Public employees in Delaware, including most county and municipal employees, teachers, police officers and firefighters, have long held the right to bargain for their wages. However, Delaware court decisions dating back to the early 1970s established that Merit employees—the majority of employees in the state’s Executive Branch, with some also located in the judicial and legislative branches—were restricted by law from wage bargaining, though they can and have bargained for a wide scope of other terms.

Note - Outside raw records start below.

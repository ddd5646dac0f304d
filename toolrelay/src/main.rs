mod server;

use anyhow::Result;
use clap::Parser;
use std::sync::Arc;
use tracing::{error, info};

use toolrelay_api::impls::{ToolHandler, ToolRegistry};
use toolrelay_core::{
    bootstrap::{ensure_valid, load_config},
    logging,
};

use server::ToolRelayServer;

#[derive(Parser, Debug)]
#[command(name = "toolrelay")]
#[command(about = "Stateless relay for streaming tool-protocol sessions", long_about = None)]
struct Args {
    /// Path to a YAML/TOML config file
    #[arg(long, env = "TOOLRELAY_CONFIG_PATH")]
    config: Option<String>,

    /// Broker URL (redis://, rediss:// or memory://)
    #[arg(long, env = "TOOLRELAY_BROKER__URL")]
    broker_url: Option<String>,

    /// HTTP listen port
    #[arg(long, env = "TOOLRELAY_SERVER__HTTP_PORT")]
    port: Option<u16>,
}

#[tokio::main]
async fn main() -> Result<()> {
    let args = Args::parse();

    // 1. Load configuration, flags win over file and environment
    let mut config = load_config(args.config.as_deref())?;
    if let Some(url) = args.broker_url {
        config.broker.url = url;
    }
    if let Some(port) = args.port {
        config.server.http_port = port;
    }

    // 2. Fail fast on misconfiguration
    if let Err(e) = ensure_valid(&config) {
        eprintln!("Config validation error: {e}");
        return Err(e);
    }

    // 3. Initialize logging
    logging::init_logging(&config.logging)?;
    info!("ToolRelay starting...");
    info!("HTTP address: {}", config.http_address());
    info!(
        request_timeout_secs = config.relay.request_timeout_seconds,
        max_stream_secs = config.relay.effective_max_duration().as_secs(),
        keepalive_secs = config.relay.keepalive_interval_seconds,
        "Relay timings"
    );

    // 4. Connect to the broker; nothing works without it
    let broker = toolrelay_cluster::broker::connect(config.broker_url())
        .await
        .map_err(|e| {
            error!("Failed to connect to broker: {}", e);
            anyhow::anyhow!("Broker connection failed: {e}")
        })?;
    info!("Broker connected");

    // 5. Protocol handler
    let tools = Arc::new(ToolRegistry::with_builtin());
    info!(tools = tools.len(), "Tool registry ready");
    let handler = Arc::new(ToolHandler::new(tools));

    // 6. Serve until a shutdown signal arrives
    ToolRelayServer::new(config, broker, handler).start().await
}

State Merit employees long sought the right to bargain for wages, and in 2007 they were successful with passage of the most significant amendments to the PERA since it was adopted into its current form in 1994. Senate Bill 36 created a new section in the PERA exclusive to Merit employees. The new standards gave Merit employees that right to bargain for wages on the condition that they must be grouped together into specific wage bargaining units based on their job classifications. The organizational structures and bargaining procedures are complex, and the amendments prompted significant litigation to define the scope and structure of the new bargaining requirements. After almost ten years of sometimes contentious wage bargaining, the Merit-specific bargaining procedures have not produced the results the unions expected.

House Bill 96 is designed to eliminate the integrated Merit wage bargaining requirements. It will fully repeal the 2007 PERA amendments, and other related statutory changes that were enacted to integrate Merit wage bargaining into the state’s budgeting and management processes. Instead of the uniform bargaining process intended by Senate Bill 36, the proposed legislation seeks to directly modify the existing Merit System law to confirm that Merit employees may generally bargain for their wages. If successful, House Bill 96 will authorize all of the represented Merit employees to immediately begin bargaining for wages with no integration of similar groups of employees or bargaining units, and in overall numbers that the state has never seen before. Given the moderate wage increases state employees have received over the past several years, the state can expect thousands of employees to begin demanding higher wages literally overnight, with the right to arbitrate their wage demands.

Although this legislation does not directly apply to private employers or employees, and does not change the current bargaining rights of non-state public employees, it will cause a momentous shift in state employee bargaining and could significantly increase the state’s wage expenditures. And, given Delaware’s small size, all employers should be mindful of the impact that thousands of employees newly bargaining for their wages could have on their workforces and business. As representatives and advocates, unions do not—as a rule—moderate their wage demands because of an employer’s economic challenges. Their sole concern is to secure the increases their members demand, and to implement an effective strategy towards that end. This current legislative effort is a key part of just such a strategy: one that will certainly have impacts outside of state employment because of the sheer number of employees involved. Whether those effects will be an increase in budgeting and revenue challenges (increased taxes?) for the state, a generalized increase in union confidence and hardening of bargaining positions, or even a new found energy for employees to seek representation for the first time, employers at all levels in Delaware should be prepared for how this effort may impact their operations and bottom line.